- **What needs to be done**: Word for word, transcribe the material below from its first line to the line with "pub use shakmaty::Chess;", both included.

- **Supplied data**:
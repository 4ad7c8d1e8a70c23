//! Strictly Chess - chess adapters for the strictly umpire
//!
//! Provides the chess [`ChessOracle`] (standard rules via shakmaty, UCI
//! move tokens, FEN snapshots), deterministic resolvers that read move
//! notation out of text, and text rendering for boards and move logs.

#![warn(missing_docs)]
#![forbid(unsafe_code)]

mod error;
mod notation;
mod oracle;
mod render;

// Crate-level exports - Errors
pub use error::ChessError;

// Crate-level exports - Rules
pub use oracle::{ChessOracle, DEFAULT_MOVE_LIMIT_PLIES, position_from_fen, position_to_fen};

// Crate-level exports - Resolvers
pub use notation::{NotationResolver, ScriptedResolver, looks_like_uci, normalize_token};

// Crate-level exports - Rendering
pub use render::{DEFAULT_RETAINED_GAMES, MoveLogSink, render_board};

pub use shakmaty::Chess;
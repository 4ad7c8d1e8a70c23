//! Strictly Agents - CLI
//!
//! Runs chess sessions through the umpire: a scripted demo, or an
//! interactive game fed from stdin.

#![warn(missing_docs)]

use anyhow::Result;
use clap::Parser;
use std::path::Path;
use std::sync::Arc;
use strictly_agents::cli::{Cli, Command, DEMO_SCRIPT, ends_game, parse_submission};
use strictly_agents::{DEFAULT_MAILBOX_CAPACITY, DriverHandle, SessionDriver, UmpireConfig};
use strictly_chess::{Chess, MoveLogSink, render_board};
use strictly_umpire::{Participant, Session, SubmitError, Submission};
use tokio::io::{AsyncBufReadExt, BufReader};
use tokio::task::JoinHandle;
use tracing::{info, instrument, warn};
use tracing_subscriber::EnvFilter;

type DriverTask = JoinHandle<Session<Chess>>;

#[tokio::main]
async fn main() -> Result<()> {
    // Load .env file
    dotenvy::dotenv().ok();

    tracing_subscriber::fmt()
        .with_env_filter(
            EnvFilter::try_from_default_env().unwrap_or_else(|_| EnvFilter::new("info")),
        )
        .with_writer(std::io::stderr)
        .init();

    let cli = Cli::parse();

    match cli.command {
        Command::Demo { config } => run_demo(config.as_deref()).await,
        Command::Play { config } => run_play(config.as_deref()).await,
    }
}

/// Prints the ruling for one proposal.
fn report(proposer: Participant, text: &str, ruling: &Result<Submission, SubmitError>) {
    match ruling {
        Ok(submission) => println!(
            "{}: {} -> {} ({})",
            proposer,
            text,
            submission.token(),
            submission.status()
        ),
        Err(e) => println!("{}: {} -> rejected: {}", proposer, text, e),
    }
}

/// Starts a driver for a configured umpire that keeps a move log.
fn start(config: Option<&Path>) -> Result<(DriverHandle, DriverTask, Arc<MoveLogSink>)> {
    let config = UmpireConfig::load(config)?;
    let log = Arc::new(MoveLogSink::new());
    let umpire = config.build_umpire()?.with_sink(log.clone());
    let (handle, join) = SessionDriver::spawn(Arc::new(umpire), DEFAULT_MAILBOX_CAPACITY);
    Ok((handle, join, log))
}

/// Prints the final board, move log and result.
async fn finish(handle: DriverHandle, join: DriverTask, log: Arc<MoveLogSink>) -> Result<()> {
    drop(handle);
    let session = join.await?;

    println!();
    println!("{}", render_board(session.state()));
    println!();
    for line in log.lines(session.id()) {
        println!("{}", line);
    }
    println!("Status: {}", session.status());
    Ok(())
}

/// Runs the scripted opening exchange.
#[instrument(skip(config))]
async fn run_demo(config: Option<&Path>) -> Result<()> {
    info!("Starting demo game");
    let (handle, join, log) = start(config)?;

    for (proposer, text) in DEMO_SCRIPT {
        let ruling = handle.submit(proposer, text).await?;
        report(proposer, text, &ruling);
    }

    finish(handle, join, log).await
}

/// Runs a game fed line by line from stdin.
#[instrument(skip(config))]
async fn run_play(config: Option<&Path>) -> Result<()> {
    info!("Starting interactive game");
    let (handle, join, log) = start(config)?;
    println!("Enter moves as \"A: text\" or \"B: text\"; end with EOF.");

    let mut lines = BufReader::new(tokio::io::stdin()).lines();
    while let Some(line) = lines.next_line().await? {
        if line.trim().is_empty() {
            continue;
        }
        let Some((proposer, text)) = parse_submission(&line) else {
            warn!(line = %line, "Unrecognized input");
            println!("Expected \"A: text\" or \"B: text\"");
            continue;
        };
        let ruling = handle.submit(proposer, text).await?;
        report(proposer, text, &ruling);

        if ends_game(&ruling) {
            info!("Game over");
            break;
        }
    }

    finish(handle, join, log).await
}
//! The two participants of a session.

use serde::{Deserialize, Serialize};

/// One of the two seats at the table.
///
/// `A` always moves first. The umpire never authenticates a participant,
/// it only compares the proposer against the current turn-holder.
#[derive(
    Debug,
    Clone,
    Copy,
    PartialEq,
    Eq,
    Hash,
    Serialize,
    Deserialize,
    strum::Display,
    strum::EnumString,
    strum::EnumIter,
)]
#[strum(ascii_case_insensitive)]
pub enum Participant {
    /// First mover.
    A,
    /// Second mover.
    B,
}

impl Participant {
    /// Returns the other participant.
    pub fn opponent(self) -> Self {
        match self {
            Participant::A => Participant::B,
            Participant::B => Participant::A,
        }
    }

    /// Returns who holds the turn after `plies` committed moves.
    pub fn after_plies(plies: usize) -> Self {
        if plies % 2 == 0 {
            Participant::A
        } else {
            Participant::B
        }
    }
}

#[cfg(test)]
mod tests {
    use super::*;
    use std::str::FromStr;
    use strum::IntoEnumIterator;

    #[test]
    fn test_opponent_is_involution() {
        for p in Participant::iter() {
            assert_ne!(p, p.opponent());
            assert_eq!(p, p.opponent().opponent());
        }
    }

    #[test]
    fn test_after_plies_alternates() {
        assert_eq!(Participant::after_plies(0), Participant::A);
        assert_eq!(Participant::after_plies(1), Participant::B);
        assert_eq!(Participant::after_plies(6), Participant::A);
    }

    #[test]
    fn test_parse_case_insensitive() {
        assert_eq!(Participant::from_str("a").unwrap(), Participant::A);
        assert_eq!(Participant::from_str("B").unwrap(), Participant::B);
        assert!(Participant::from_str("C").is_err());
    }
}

- **Task output**:
repository 4ad7c8d1e8a70c23
//! Strictly Chess - chess adapters for the strictly umpire
//!
//! Provides the chess [`ChessOracle`] (standard rules via shakmaty, UCI
//! move tokens, FEN snapshots), deterministic resolvers that read move
//! notation out of text, and text rendering for boards and move logs.

#![warn(missing_docs)]
#![forbid(unsafe_code)]

mod error;
mod notation;
mod oracle;
mod render;

// Crate-level exports - Errors
pub use error::ChessError;

// Crate-level exports - Rules
pub use oracle::{ChessOracle, DEFAULT_MOVE_LIMIT_PLIES, position_from_fen, position_to_fen};

// Crate-level exports - Resolvers
pub use notation::{NotationResolver, ScriptedResolver, looks_like_uci, normalize_token};

// Crate-level exports - Rendering
pub use render::{DEFAULT_RETAINED_GAMES, MoveLogSink, render_board};

pub use shakmaty::Chess;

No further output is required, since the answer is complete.